WORK TASK.
Would you restate the entries below word for word, starting at the first line and ending with the one that has "threads and mutual"?

WORKING DATA.
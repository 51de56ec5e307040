//! Xilinx UART Lite driver.
//!
//! # Module Organization
//!
//! - [`hal`]: Platform-independent traits (register access, serial port)
//! - [`hw`]: Raw register map
//! - [`peripheral`]: The UART Lite driver itself
//! - [`shared`]: IRQ-safe wrapper for use from interrupt context
//!
//! The driver is RTOS independent. Memory management, threads and mutual
//! exclusion are left to the layer above; the only thing it asks of that
//! layer is an [`IrqControl`](common::sync::IrqControl) implementation
//! when the instance is shared with its interrupt vector.
//!
//! # Usage Example
//!
//! ```no_run
//! use uartlite::peripheral::uartlite::{UartLite, UartLiteConfig};
//! use uartlite::hal::register::Mmio;
//!
//! let config = UartLiteConfig::new(0, 0x4060_0000, 115200);
//! let mut uart: UartLite<'_, Mmio> = UartLite::new();
//! uart.cfg_initialize(&config, unsafe { config.mmio() })?;
//! uart.self_test()?;
//! uart.send(b"Hello, world!\n")?;
//! # Ok::<(), uartlite::SerialError>(())
//! ```

#![cfg_attr(not(test), no_std)]

extern crate alloc;

pub mod hal;
pub mod hw;
pub mod peripheral;
pub mod shared;

// Re-export commonly used types
pub use hal::register::{Mmio, RegisterBus};
pub use hal::serial::{SerialConfig, SerialError, SerialPort};
pub use peripheral::uartlite::{TransferHandler, UartLite, UartLiteConfig, UartLiteStats};
pub use shared::SharedUartLite;
//! Interrupt-mode operation.
//!
//! The platform calls [`UartLite::handle_interrupt`] from the UART's
//! interrupt vector. The handler saves no processor context; that is the
//! vector's job.

use alloc::boxed::Box;
use log::trace;

use super::{TransferHandler, UartLite, drain_rx_fifo, fill_tx_fifo, read_status};
use crate::hal::register::RegisterBus;
use crate::hal::serial::SerialError;
use crate::hw::uartlite::{CONTROL_REG_OFFSET, Control, Status};

impl<'a, R: RegisterBus> UartLite<'a, R> {
    /// Let the device raise interrupts.
    ///
    /// Transfers in progress are unaffected.
    pub fn enable_interrupt(&mut self) -> Result<(), SerialError> {
        let dev = self.device_mut()?;
        dev.bus.write(CONTROL_REG_OFFSET, Control::ENABLE_INTR.bits());
        Ok(())
    }

    pub fn disable_interrupt(&mut self) -> Result<(), SerialError> {
        let dev = self.device_mut()?;
        dev.bus.write(CONTROL_REG_OFFSET, 0);
        Ok(())
    }

    /// Install the handler called when an interrupt-driven receive fills
    /// its buffer, or with `0` when data arrives and no receive is active.
    ///
    /// Replaces any previous handler from the next interrupt on. The
    /// driver does not guard against a handler invocation in flight.
    pub fn set_recv_handler<H>(&mut self, handler: H) -> Result<(), SerialError>
    where
        H: TransferHandler + Send + 'a,
    {
        self.ensure_ready()?;
        self.recv_handler = Some(Box::new(handler));
        Ok(())
    }

    /// Install the handler called once an interrupt-driven send has left
    /// the transmit FIFO completely.
    pub fn set_send_handler<H>(&mut self, handler: H) -> Result<(), SerialError>
    where
        H: TransferHandler + Send + 'a,
    {
        self.ensure_ready()?;
        self.send_handler = Some(Box::new(handler));
        Ok(())
    }

    /// Service one UART interrupt.
    ///
    /// Receive data is drained into the active receive buffer, and the
    /// transmit FIFO is refilled from the active send buffer when it has
    /// gone empty. With no receive active, pending data stays in the FIFO
    /// and the receive handler is told about it with a count of `0`.
    pub fn handle_interrupt(&mut self) -> Result<(), SerialError> {
        let status = self.status()?;
        trace!("uartlite: irq status {:#04x}", status.bits());

        if status.intersects(Status::RX_PENDING) {
            self.service_receive();
        }

        if status.contains(Status::TX_EMPTY) && self.send_cursor.is_some() {
            self.service_send();
        }

        Ok(())
    }

    fn service_receive(&mut self) {
        let Some(dev) = self.device.as_mut() else {
            return;
        };

        let completed = match self.recv_cursor.take() {
            None => Some(0),
            Some(mut cursor) => {
                let received = drain_rx_fifo(&mut dev.bus, &mut self.stats, cursor.unfilled_mut());
                cursor.advance(received);
                if cursor.is_complete() {
                    let requested = cursor.requested();
                    self.finished_recv = Some(cursor.into_filled());
                    Some(requested)
                } else {
                    self.recv_cursor = Some(cursor);
                    None
                }
            }
        };

        self.stats.record_receive_interrupt();

        if let (Some(count), Some(handler)) = (completed, self.recv_handler.as_mut()) {
            handler.on_complete(count);
        }
    }

    fn service_send(&mut self) {
        let Some(dev) = self.device.as_mut() else {
            return;
        };
        let Some(mut cursor) = self.send_cursor.take() else {
            return;
        };

        if !cursor.is_complete() {
            let sent = fill_tx_fifo(&mut dev.bus, &mut self.stats, cursor.pending());
            cursor.advance(sent);
        }

        self.stats.record_transmit_interrupt();

        // Bytes may still be shifting out of the FIFO; completion waits
        // for the interrupt that reports it empty.
        if cursor.is_complete() && read_status(&dev.bus).contains(Status::TX_EMPTY) {
            if let Some(handler) = self.send_handler.as_mut() {
                handler.on_complete(cursor.requested());
            }
        } else {
            self.send_cursor = Some(cursor);
        }
    }

    /// Mask the device interrupt, returning whether it was enabled.
    pub(super) fn mask_interrupt(&mut self) -> Result<bool, SerialError> {
        let dev = self.device_mut()?;
        let enabled = read_status(&dev.bus).contains(Status::INTR_ENABLED);
        if enabled {
            dev.bus.write(CONTROL_REG_OFFSET, 0);
        }
        Ok(enabled)
    }

    pub(super) fn unmask_interrupt(&mut self, was_enabled: bool) -> Result<(), SerialError> {
        if was_enabled {
            self.enable_interrupt()?;
        }
        Ok(())
    }
}
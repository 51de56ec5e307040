//! Hardware Abstraction Layer (HAL) - Platform-Independent Traits
//!
//! # Available Interfaces
//!
//! - [`register`]: Device register access
//! - [`serial`]: Serial port (UART) communication

pub mod register;
pub mod serial;
//! Build-time parameters of a UART Lite instance.

use crate::hal::register::Mmio;
use crate::hal::serial::{DataBits, Parity, SerialConfig, SerialError, StopBits};
use crate::hw::uartlite::REGISTER_ALIGN;

/// Per-device parameters fixed when the hardware is built.
///
/// Baud rate, parity and data bits cannot be changed by software; the
/// driver only records them so callers can check what they got.
#[derive(Debug, Copy, Clone, PartialEq, Eq)]
pub struct UartLiteConfig {
    /// Unique ID of the device.
    pub device_id: u16,
    /// Physical register base address.
    pub base_address: usize,
    /// Fixed baud rate.
    pub baud_rate: u32,
    /// Parity generated and checked by the hardware.
    pub parity: Parity,
    /// Fixed number of data bits.
    pub data_bits: DataBits,
}

impl UartLiteConfig {
    /// 8N1 device at `base_address`.
    pub const fn new(device_id: u16, base_address: usize, baud_rate: u32) -> Self {
        Self {
            device_id,
            base_address,
            baud_rate,
            parity: Parity::None,
            data_bits: DataBits::Eight,
        }
    }

    pub const fn with_parity(mut self, parity: Parity) -> Self {
        self.parity = parity;
        self
    }

    pub const fn with_data_bits(mut self, data_bits: DataBits) -> Self {
        self.data_bits = data_bits;
        self
    }

    /// Check the parameters that software depends on.
    pub fn validate(&self) -> Result<(), SerialError> {
        if self.baud_rate == 0 {
            return Err(SerialError::InvalidConfig);
        }
        Ok(())
    }

    /// The line settings as a generic serial configuration.
    ///
    /// UART Lite always frames with one stop bit.
    pub const fn serial_config(&self) -> SerialConfig {
        SerialConfig {
            baud_rate: self.baud_rate,
            data_bits: self.data_bits,
            parity: self.parity,
            stop_bits: StopBits::One,
        }
    }

    /// Memory-mapped register window at the configured physical address.
    ///
    /// # Safety
    ///
    /// Same contract as [`Mmio::new`]: the address must be mapped as
    /// device memory and no other window may exist for this device.
    pub const unsafe fn mmio(&self) -> Mmio {
        unsafe { Mmio::new(self.base_address) }
    }
}

/// Reject register windows the driver cannot address.
pub(crate) fn check_base_address(base: usize) -> Result<(), SerialError> {
    if base == 0 || base % REGISTER_ALIGN != 0 {
        return Err(SerialError::InvalidConfig);
    }
    Ok(())
}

YOUR SOLUTION.
repository 51de56ec5e307040
//! Xilinx UART Lite driver.
//!
//! # Module Organization
//!
//! - [`hal`]: Platform-independent traits (register access, serial port)
//! - [`hw`]: Raw register map
//! - [`peripheral`]: The UART Lite driver itself
//! - [`shared`]: IRQ-safe wrapper for use from interrupt context
//!
//! The driver is RTOS independent. Memory management, threads and mutual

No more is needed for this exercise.